The story itself is good for some characters but trivial for others. The dialogue is well written and is expressed perfectly. Chie is still her wild and tomboyish self while Kanji is still an unleashed beast. This is essentially a visual novel in the sense that about seventy percent of the dialogue is unrecorded inner monologue, while the remaining thirty percent is voiced conversations between other individuals. It does drag on a bit, but if you’re a fan of the character you’re playing as, it definitely becomes interesting to read their perspective on the situation. The story mode is completely optional to anyone who just wants to fight. With no unlockable characters, jumping in is not a problem; you just won’t understand who some of the characters are and why they are there.

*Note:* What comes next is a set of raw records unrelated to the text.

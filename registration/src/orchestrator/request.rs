//! Registration input and its validation.

use super::RegistrationError;
use chrono::NaiveDate;
use racepay_core::types::{Gender, PaymentMethod, Registrant, Runner, Size};
use serde::Deserialize;
use std::collections::HashSet;

/// A registration as submitted by a caller.
#[derive(Debug, Clone, PartialEq, Eq, Deserialize)]
pub struct RegistrationRequest {
    /// Deduplication key, taken from the `Idempotency-Key` header
    #[serde(skip)]
    pub idempotency_key: Option<String>,
    /// Contact details
    pub registrant: Registrant,
    /// Runners, one slot each
    pub runners: Vec<RunnerInput>,
    /// Payment channel and its fields
    pub payment_method: PaymentMethod,
}

/// A runner as submitted. Size and gender are still raw strings.
#[derive(Debug, Clone, PartialEq, Eq, Deserialize)]
pub struct RunnerInput {
    /// Full name
    pub full_name: String,
    /// National id or passport number
    pub identification: String,
    /// Shirt size label (`XS` to `XXL`)
    pub size: String,
    /// Gender label (`F` or `M`)
    pub gender: String,
    /// Date of birth
    #[serde(default)]
    pub birth_date: Option<NaiveDate>,
    /// Runner's own email
    #[serde(default)]
    pub email: Option<String>,
}

fn invalid(message: impl Into<String>) -> RegistrationError {
    RegistrationError::Validation(message.into())
}

fn require(value: &str, field: &str) -> Result<(), RegistrationError> {
    if value.trim().is_empty() {
        Err(invalid(format!("{field} is required")))
    } else {
        Ok(())
    }
}

fn validate_payment(method: &PaymentMethod) -> Result<(), RegistrationError> {
    match method {
        PaymentMethod::MobilePayment {
            bank_code,
            phone,
            payer_id,
        } => {
            require(bank_code, "payment_method.bank_code")?;
            require(phone, "payment_method.phone")?;
            require(payer_id, "payment_method.payer_id")
        },
        PaymentMethod::BankTransfer { reference, .. } => {
            require(reference, "payment_method.reference")
        },
        PaymentMethod::InPerson { .. } => Ok(()),
        PaymentMethod::Exempt {
            authorized_by,
            reason,
        } => {
            require(authorized_by, "payment_method.authorized_by")?;
            require(reason, "payment_method.reason")
        },
    }
}

impl RegistrationRequest {
    /// Check the request shape and resolve runner rows.
    ///
    /// Names and identifications come back trimmed. No side effects.
    ///
    /// # Errors
    ///
    /// Returns [`RegistrationError::Validation`] naming the first problem.
    pub fn validate(&self, max_runners: usize) -> Result<Vec<Runner>, RegistrationError> {
        require(&self.registrant.name, "registrant.name")?;
        if !self.registrant.email.contains('@') {
            return Err(invalid("registrant.email must be an email address"));
        }

        if self.runners.is_empty() {
            return Err(invalid("at least one runner is required"));
        }
        if self.runners.len() > max_runners {
            return Err(invalid(format!(
                "a group holds at most {max_runners} runners, got {}",
                self.runners.len()
            )));
        }

        validate_payment(&self.payment_method)?;

        let mut seen = HashSet::with_capacity(self.runners.len());
        self.runners
            .iter()
            .enumerate()
            .map(|(index, input)| {
                let position = index + 1;
                require(&input.full_name, &format!("runners[{position}].full_name"))?;
                require(&input.identification, &format!("runners[{position}].identification"))?;

                let size: Size = input
                    .size
                    .parse()
                    .map_err(|e| invalid(format!("runners[{position}]: {e}")))?;
                let gender: Gender = input
                    .gender
                    .parse()
                    .map_err(|e| invalid(format!("runners[{position}]: {e}")))?;

                let identification = input.identification.trim().to_string();
                if !seen.insert(identification.to_lowercase()) {
                    return Err(invalid(format!(
                        "identification {identification} appears more than once in the group"
                    )));
                }

                Ok(Runner {
                    full_name: input.full_name.trim().to_string(),
                    identification,
                    size,
                    gender,
                    birth_date: input.birth_date,
                    email: input.email.clone(),
                })
            })
            .collect()
    }
}

#[cfg(test)]
#[allow(clippy::unwrap_used, clippy::panic)] // Tests are allowed to panic on failures
mod tests {
    use super::*;
    use racepay_testing::fixtures::{bank_transfer, mobile_payment, registrant};

    fn input(identification: &str, size: &str, gender: &str) -> RunnerInput {
        RunnerInput {
            full_name: format!(" Runner {identification} "),
            identification: identification.to_string(),
            size: size.to_string(),
            gender: gender.to_string(),
            birth_date: None,
            email: None,
        }
    }

    fn request(runners: Vec<RunnerInput>) -> RegistrationRequest {
        RegistrationRequest {
            idempotency_key: None,
            registrant: registrant(),
            runners,
            payment_method: mobile_payment(),
        }
    }

    fn message(result: Result<Vec<Runner>, RegistrationError>) -> String {
        match result {
            Err(RegistrationError::Validation(message)) => message,
            other => panic!("expected validation error, got {other:?}"),
        }
    }

    #[test]
    fn resolves_rows_and_trims_names() {
        let runners = request(vec![input("V-1", "m", "f"), input(" V-2 ", "XL", "M")])
            .validate(20)
            .unwrap();

        assert_eq!(runners[0].size, Size::M);
        assert_eq!(runners[0].gender, Gender::Female);
        assert_eq!(runners[0].full_name, "Runner V-1");
        assert_eq!(runners[1].identification, "V-2");
    }

    #[test]
    fn empty_group_is_rejected() {
        assert_eq!(message(request(vec![]).validate(20)), "at least one runner is required");
    }

    #[test]
    fn oversized_group_is_rejected() {
        let runners = (0..3).map(|i| input(&format!("V-{i}"), "S", "F")).collect();
        assert!(message(request(runners).validate(2)).contains("at most 2"));
    }

    #[test]
    fn unknown_size_names_the_runner() {
        let err = message(request(vec![input("V-1", "M", "F"), input("V-2", "XXXL", "F")]).validate(20));
        assert!(err.starts_with("runners[2]"), "{err}");
    }

    #[test]
    fn identifications_are_unique_ignoring_case_and_whitespace() {
        let err = message(
            request(vec![input("ab-1", "M", "F"), input(" AB-1", "L", "M")]).validate(20),
        );
        assert!(err.contains("more than once"), "{err}");
    }

    #[test]
    fn blank_identification_is_rejected() {
        let err = message(request(vec![input("   ", "M", "F")]).validate(20));
        assert_eq!(err, "runners[1].identification is required");
    }

    #[test]
    fn registrant_email_must_look_like_one() {
        let mut req = request(vec![input("V-1", "M", "F")]);
        req.registrant.email = "not-an-email".to_string();
        assert!(message(req.validate(20)).contains("registrant.email"));
    }

    #[test]
    fn payment_fields_are_required() {
        let mut req = request(vec![input("V-1", "M", "F")]);
        req.payment_method = bank_transfer("  ");
        assert_eq!(message(req.validate(20)), "payment_method.reference is required");

        req.payment_method = PaymentMethod::Exempt {
            authorized_by: "staff".to_string(),
            reason: String::new(),
        };
        assert_eq!(message(req.validate(20)), "payment_method.reason is required");
    }

    #[test]
    fn deserializes_without_idempotency_key() {
        let json = serde_json::json!({
            "registrant": { "name": "Ana", "email": "ana@example.com", "phone": "0414" },
            "runners": [{ "full_name": "Ana", "identification": "V-1", "size": "M", "gender": "F" }],
            "payment_method": { "type": "in_person" }
        });

        let req: RegistrationRequest = serde_json::from_value(json).unwrap();

        assert_eq!(req.idempotency_key, None);
        assert_eq!(req.payment_method, PaymentMethod::InPerson { receipt: None });
    }
}
/// A registration attempt and its payment state.
#[derive(Clone, Debug, PartialEq, Eq, Serialize, Deserialize)]
pub struct RegistrationGroup {
    /// Public code
    pub code: GroupCode,
    /// Client-supplied deduplication key
    pub idempotency_key: Option<String>,
    /// Contact details
    pub registrant: Registrant,
    /// Runners, one inventory unit each
    pub runners: Vec<Runner>,
    /// Payment channel and its metadata
    pub payment_method: PaymentMethod,
    /// Current status
    pub status: PaymentStatus,
    /// Hold backing the runners
    pub hold_token: HoldToken,
    /// Amount due
    pub amount: Money,
    /// End of the reservation window
    pub reserved_until: DateTime<Utc>,
    /// Reference of the approved gateway attempt
    pub gateway_reference: Option<String>,
    /// When the group was confirmed
    pub confirmed_at: Option<DateTime<Utc>>,
    /// A confirmation message is still owed
    pub notification_pending: bool,
    /// Creation time
    pub created_at: DateTime<Utc>,
    /// Last status change
    pub updated_at: DateTime<Utc>,
}

impl RegistrationGroup {
    /// Hold lines matching this group's runners.
    #[must_use]
    pub fn hold_lines(&self) -> Vec<HoldLine> {
        lines_for(&self.runners)
    }

    /// Whether the reservation window has passed at `now`.
    #[must_use]
    pub fn is_overdue(&self, now: DateTime<Utc>) -> bool {
        self.reserved_until < now
    }
}

// ============================================================================
// Gateway attempts
// ============================================================================

/// Classified outcome of one gateway attempt.
#[derive(Clone, Copy, Debug, PartialEq, Eq, Serialize, Deserialize)]
#[serde(rename_all = "snake_case")]
pub enum AttemptOutcome {
    /// Provider approved
    Approved,
    /// Provider refused
    Rejected,
    /// Success-shaped response carrying a failure signature
    Ambiguous,
    /// No usable response
    TransportFailure,
}

impl AttemptOutcome {
    /// Database string representation.
    #[must_use]
    pub const fn as_str(&self) -> &'static str {
        match self {
            Self::Approved => "approved",
            Self::Rejected => "rejected",
            Self::Ambiguous => "ambiguous",
            Self::TransportFailure => "transport_failure",
        }
    }
}

impl FromStr for AttemptOutcome {
    type Err = UnknownVariant;

    fn from_str(s: &str) -> Result<Self, Self::Err> {
        match s {
            "approved" => Ok(Self::Approved),
            "rejected" => Ok(Self::Rejected),
            "ambiguous" => Ok(Self::Ambiguous),
            "transport_failure" => Ok(Self::TransportFailure),
            _ => Err(UnknownVariant {
                kind: "attempt outcome",
                value: s.to_string(),
            }),
        }
    }
}

/// Audit record of one gateway call. Never mutated.
#[derive(Clone, Debug, PartialEq, Eq, Serialize, Deserialize)]
pub struct GatewayAttempt {
    /// Reference sent with the call; unique across all attempts
    pub reference: String,
    /// Owning group
    pub group_code: GroupCode,
    /// Raw response body or transport error text
    pub raw_response: String,
    /// Normalized error, if the attempt failed
    pub normalized_error_code: Option<GatewayErrorCode>,
    /// Classified outcome
    pub outcome: AttemptOutcome,
    /// When the attempt completed
    pub created_at: DateTime<Utc>,
}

There’s a massive amount of content packed in here other than the story mode, though. Not only are there twelve unique characters, balanced differently based on their abilities, strengths and weaknesses, but there’s a wide selection of modes to play. If you don’t like story mode, you can go through the arcade mode which pretty much spins the same yarn, just through less dialogue and a lot more fighting. If you don’t like that, you can try your hand at the different challenges, learn the actual moves through lessons, rack up the highest score you can, practice against a dummy or go head to head with someone on the couch or across the ocean. Either way, Persona 4 Arena is bulging with a variety of tasks to complete.
Now finally, let’s get to what’s important: the battle system. The fighting mechanics are top notch, offering fast and fluid gameplay that will require a good amount of skill to succeed. Newcomers to the genre won’t be scared away so quickly as there are ways to get around this, especially in single-player mode, but when you enter the online arena, hours in the training mode won’t be enough as hitting on X (or A, depending on your system) repeatedly won’t suffice. This is very much like BlazBlue, offering bursts, super attacks and even instant kills in which can be incredibly difficult to pull off (for good reason). The game is played on a 2D plane and offers upwards of thirty different types of combos and attacks, unique to each fighter. It’s a satisfying system that seems to be developed for even the more unskilled player, but has an incredible amount of depth for anyone who wants to dig deep.
Persona 4 Arena is a perfect mash-up of fighting game finesse and the compelling characters from the last two Persona games. It takes everything you loved in Persona 4 and expands upon it greatly, telling a story that seems to be cannon for future iterations in the franchise. With an absolutely stellar presentation, some of the most memorable tracks picked from the last game, an arsenal of modes to play, and one of the lengthiest stories in a fighting game, Persona 4 Arena has everything a fighter should have, plus more.